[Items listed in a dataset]

□ □ □ □ □

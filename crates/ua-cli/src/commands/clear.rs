//! Clear command.

use std::io::Write;

use anyhow::Result;
use ua_directory::DirectoryLookup;

use crate::service::Analytics;

pub async fn run<W: Write, D: DirectoryLookup>(
    writer: &mut W,
    analytics: &Analytics<D>,
) -> Result<()> {
    let stats = analytics.clear().await?;
    writeln!(
        writer,
        "Cleared {} events, {} profiles, {} errors.",
        stats.events, stats.profiles, stats.errors
    )?;
    Ok(())
}
//! Configuration loading and management.

use std::net::SocketAddr;
use std::path::{Path, PathBuf};
use std::time::Duration;

use figment::Figment;
use figment::providers::{Env, Format, Serialized, Toml};
use serde::{Deserialize, Serialize};
use ua_core::{DashboardOptions, DisplayOffset, OnlineWindow, OpenSessionPolicy, ValidationError};

/// Upper bound for the recent-activity feed.
const MAX_RECENT_ACTIVITY: usize = 200;

/// Application configuration.
#[derive(Debug, Clone, Serialize, Deserialize)]
pub struct Config {
    /// Path to the database file.
    pub database_path: PathBuf,
    /// Address the HTTP server binds to.
    pub listen_addr: SocketAddr,
    /// Seconds since the last event during which a user counts as online.
    pub online_window_secs: u64,
    pub recent_activity_limit: usize,
    pub popular_actions_limit: usize,
    pub recent_errors_limit: usize,
    /// Fixed offset from UTC, in minutes, used for rendered timestamps.
    pub display_offset_minutes: i32,
    /// User ids that are acknowledged but never aggregated.
    pub placeholder_user_ids: Vec<String>,
    pub open_session_policy: OpenSessionPolicy,
    /// Base URL of the user directory. Unset disables profile enrichment.
    pub directory_url: Option<String>,
    pub directory_timeout_secs: u64,
    /// Emit logs as JSON lines.
    pub log_json: bool,
}

impl Default for Config {
    fn default() -> Self {
        let data_dir = dirs_data_path().unwrap_or_else(|| PathBuf::from("."));
        Self {
            database_path: data_dir.join("analytics.db"),
            listen_addr: SocketAddr::from(([127, 0, 0, 1], 8080)),
            online_window_secs: OnlineWindow::DEFAULT_SECS,
            recent_activity_limit: 30,
            popular_actions_limit: 10,
            recent_errors_limit: 50,
            display_offset_minutes: DisplayOffset::DEFAULT_MINUTES,
            placeholder_user_ids: vec!["anonymous".to_string()],
            open_session_policy: OpenSessionPolicy::default(),
            directory_url: None,
            directory_timeout_secs: 5,
            log_json: false,
        }
    }
}

/// Validated settings the engine runs with.
#[derive(Debug, Clone)]
pub struct Settings {
    pub dashboard: DashboardOptions,
    pub recent_activity_limit: usize,
    pub popular_actions_limit: usize,
    pub recent_errors_limit: usize,
    pub placeholder_user_ids: Vec<String>,
    pub open_session_policy: OpenSessionPolicy,
}

impl Default for Settings {
    fn default() -> Self {
        let config = Config::default();
        Self {
            dashboard: DashboardOptions::default(),
            recent_activity_limit: config.recent_activity_limit,
            popular_actions_limit: config.popular_actions_limit,
            recent_errors_limit: config.recent_errors_limit,
            placeholder_user_ids: config.placeholder_user_ids,
            open_session_policy: config.open_session_policy,
        }
    }
}

impl Config {
    /// Loads configuration, optionally from a specific file.
    #[expect(
        clippy::result_large_err,
        reason = "figment::Error is large but only returned at startup"
    )]
    pub fn load_from(config_path: Option<&Path>) -> Result<Self, figment::Error> {
        let mut figment = Figment::from(Serialized::defaults(Self::default()));

        // Load from default config location
        if let Some(config_dir) = dirs_config_path() {
            figment = figment.merge(Toml::file(config_dir.join("config.toml")));
        }

        // Load from specified config file
        if let Some(path) = config_path {
            figment = figment.merge(Toml::file(path));
        }

        // Load from environment variables (UA_*)
        figment = figment.merge(Env::prefixed("UA_"));

        figment.extract()
    }

    /// Checks value ranges and returns the settings the engine uses.
    pub fn settings(&self) -> Result<Settings, ValidationError> {
        let online_window = OnlineWindow::from_secs(self.online_window_secs)?;
        let display_offset = DisplayOffset::from_minutes(self.display_offset_minutes)?;
        let positive = |field: &'static str, value: usize| {
            if value == 0 {
                Err(ValidationError::OutOfRange {
                    field,
                    reason: "must be greater than zero".to_string(),
                })
            } else {
                Ok(value)
            }
        };
        if self.directory_timeout_secs == 0 {
            return Err(ValidationError::OutOfRange {
                field: "directory_timeout_secs",
                reason: "must be greater than zero".to_string(),
            });
        }

        Ok(Settings {
            dashboard: DashboardOptions {
                online_window,
                display_offset,
            },
            recent_activity_limit: positive("recent_activity_limit", self.recent_activity_limit)?
                .min(MAX_RECENT_ACTIVITY),
            popular_actions_limit: positive("popular_actions_limit", self.popular_actions_limit)?,
            recent_errors_limit: positive("recent_errors_limit", self.recent_errors_limit)?,
            placeholder_user_ids: self
                .placeholder_user_ids
                .iter()
                .map(|id| id.trim().to_string())
                .filter(|id| !id.is_empty())
                .collect(),
            open_session_policy: self.open_session_policy,
        })
    }

    pub const fn directory_timeout(&self) -> Duration {
        Duration::from_secs(self.directory_timeout_secs)
    }
}

/// Returns the platform-specific config directory for ua.
fn dirs_config_path() -> Option<PathBuf> {
    dirs::config_dir().map(|p| p.join("ua"))
}

/// Returns the platform-specific data directory for ua.
///
/// On Linux: `~/.local/share/ua`
pub fn dirs_data_path() -> Option<PathBuf> {
    dirs::data_dir().map(|p| p.join("ua"))
}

□ □ □ □ □

▶ _WHAT THE TASK REQUIRES_: Repeat back the data above, exact to the last character.

▶ _ANSWER SECTION_:
filename crates/ua-cli/src/commands/clear.rs
//! Clear command.

use std::io::Write;

use anyhow::Result;
use ua_directory::DirectoryLookup;

use crate::service::Analytics;

pub async fn run<W: Write, D: DirectoryLookup>(
    writer: &mut W,
    analytics: &Analytics<D>,
) -> Result<()> {
    let stats = analytics.clear().await?;
    writeln!(
        writer,
        "Cleared {} events, {} profiles, {} errors.",
        stats.events, stats.profiles, stats.errors
    )?;
    Ok(())
}
//! Configuration loading and management.

use std::net::SocketAddr;
use std::path::{Path, PathBuf};
use std::time::Duration;

use figment::Figment;
use figment::providers::{Env, Format, Serialized, Toml};
use serde::{Deserialize, Serialize};
use ua_core::{DashboardOptions, DisplayOffset, OnlineWindow, OpenSessionPolicy, ValidationError};

/// Upper bound for the recent-activity feed.
const MAX_RECENT_ACTIVITY: usize = 200;

/// Application configuration.
#[derive(Debug, Clone, Serialize, Deserialize)]
pub struct Config {
    /// Path to the database file.
    pub database_path: PathBuf,
    /// Address the HTTP server binds to.
    pub listen_addr: SocketAddr,
    /// Seconds since the last event during which a user counts as online.
    pub online_window_secs: u64,
    pub recent_activity_limit: usize,
    pub popular_actions_limit: usize,
    pub recent_errors_limit: usize,
    /// Fixed offset from UTC, in minutes, used for rendered timestamps.
    pub display_offset_minutes: i32,
    /// User ids that are acknowledged but never aggregated.
    pub placeholder_user_ids: Vec<String>,
    pub open_session_policy: OpenSessionPolicy,
    /// Base URL of the user directory. Unset disables profile enrichment.
    pub directory_url: Option<String>,
    pub directory_timeout_secs: u64,
    /// Emit logs as JSON lines.
    pub log_json: bool,
}

impl Default for Config {
    fn default() -> Self {
        let data_dir = dirs_data_path().unwrap_or_else(|| PathBuf::from("."));
        Self {
            database_path: data_dir.join("analytics.db"),
            listen_addr: SocketAddr::from(([127, 0, 0, 1], 8080)),
            online_window_secs: OnlineWindow::DEFAULT_SECS,
            recent_activity_limit: 30,
            popular_actions_limit: 10,
            recent_errors_limit: 50,
            display_offset_minutes: DisplayOffset::DEFAULT_MINUTES,
            placeholder_user_ids: vec!["anonymous".to_string()],
            open_session_policy: OpenSessionPolicy::default(),
            directory_url: None,
            directory_timeout_secs: 5,
            log_json: false,
        }
    }
}

/// Validated settings the engine runs with.
#[derive(Debug, Clone)]
pub struct Settings {
    pub dashboard: DashboardOptions,
    pub recent_activity_limit: usize,
    pub popular_actions_limit: usize,
    pub recent_errors_limit: usize,
    pub placeholder_user_ids: Vec<String>,
    pub open_session_policy: OpenSessionPolicy,
}

impl Default for Settings {
    fn default() -> Self {
        let config = Config::default();
        Self {
            dashboard: DashboardOptions::default(),
            recent_activity_limit: config.recent_activity_limit,
            popular_actions_limit: config.popular_actions_limit,
            recent_errors_limit: config.recent_errors_limit,
            placeholder_user_ids: config.placeholder_user_ids,
            open_session_policy: config.open_session_policy,
        }
    }
}

impl Config {
    /// Loads configuration, optionally from a specific file.
    #[expect(
        clippy::result_large_err,
        reason = "figment::Error is large but only returned at startup"
    )]
    pub fn load_from(config_path: Option<&Path>) -> Result<Self, figment::Error> {
        let mut figment = Figment::from(Serialized::defaults(Self::default()));

        // Load from default config location
        if let Some(config_dir) = dirs_config_path() {
            figment = figment.merge(Toml::file(config_dir.join("config.toml")));
        }

        // Load from specified config file
        if let Some(path) = config_path {
            figment = figment.merge(Toml::file(path));
        }

        // Load from environment variables (UA_*)
        figment = figment.merge(Env::prefixed("UA_"));

        figment.extract()
    }

    /// Checks value ranges and returns the settings the engine uses.
    pub fn settings(&self) -> Result<Settings, ValidationError> {
        let online_window = OnlineWindow::from_secs(self.online_window_secs)?;
        let display_offset = DisplayOffset::from_minutes(self.display_offset_minutes)?;
        let positive = |field: &'static str, value: usize| {
            if value == 0 {
                Err(ValidationError::OutOfRange {
                    field,
                    reason: "must be greater than zero".to_string(),
                })
            } else {
                Ok(value)
            }
        };
        if self.directory_timeout_secs == 0 {
            return Err(ValidationError::OutOfRange {
                field: "directory_timeout_secs",
                reason: "must be greater than zero".to_string(),
            });
        }

        Ok(Settings {
            dashboard: DashboardOptions {
                online_window,
                display_offset,
            },
            recent_activity_limit: positive("recent_activity_limit", self.recent_activity_limit)?
                .min(MAX_RECENT_ACTIVITY),
            popular_actions_limit: positive("popular_actions_limit", self.popular_actions_limit)?,
            recent_errors_limit: positive("recent_errors_limit", self.recent_errors_limit)?,
            placeholder_user_ids: self
                .placeholder_user_ids
                .iter()
                .map(|id| id.trim().to_string())
                .filter(|id| !id.is_empty())
                .collect(),
            open_session_policy: self.open_session_policy,
        })
    }

    pub const fn directory_timeout(&self) -> Duration {
        Duration::from_secs(self.directory_timeout_secs)
    }
}

/// Returns the platform-specific config directory for ua.
fn dirs_config_path() -> Option<PathBuf> {
    dirs::config_dir().map(|p| p.join("ua"))
}

/// Returns the platform-specific data directory for ua.
///
/// On Linux: `~/.local/share/ua`
pub fn dirs_data_path() -> Option<PathBuf> {
    dirs::data_dir().map(|p| p.join("ua"))
}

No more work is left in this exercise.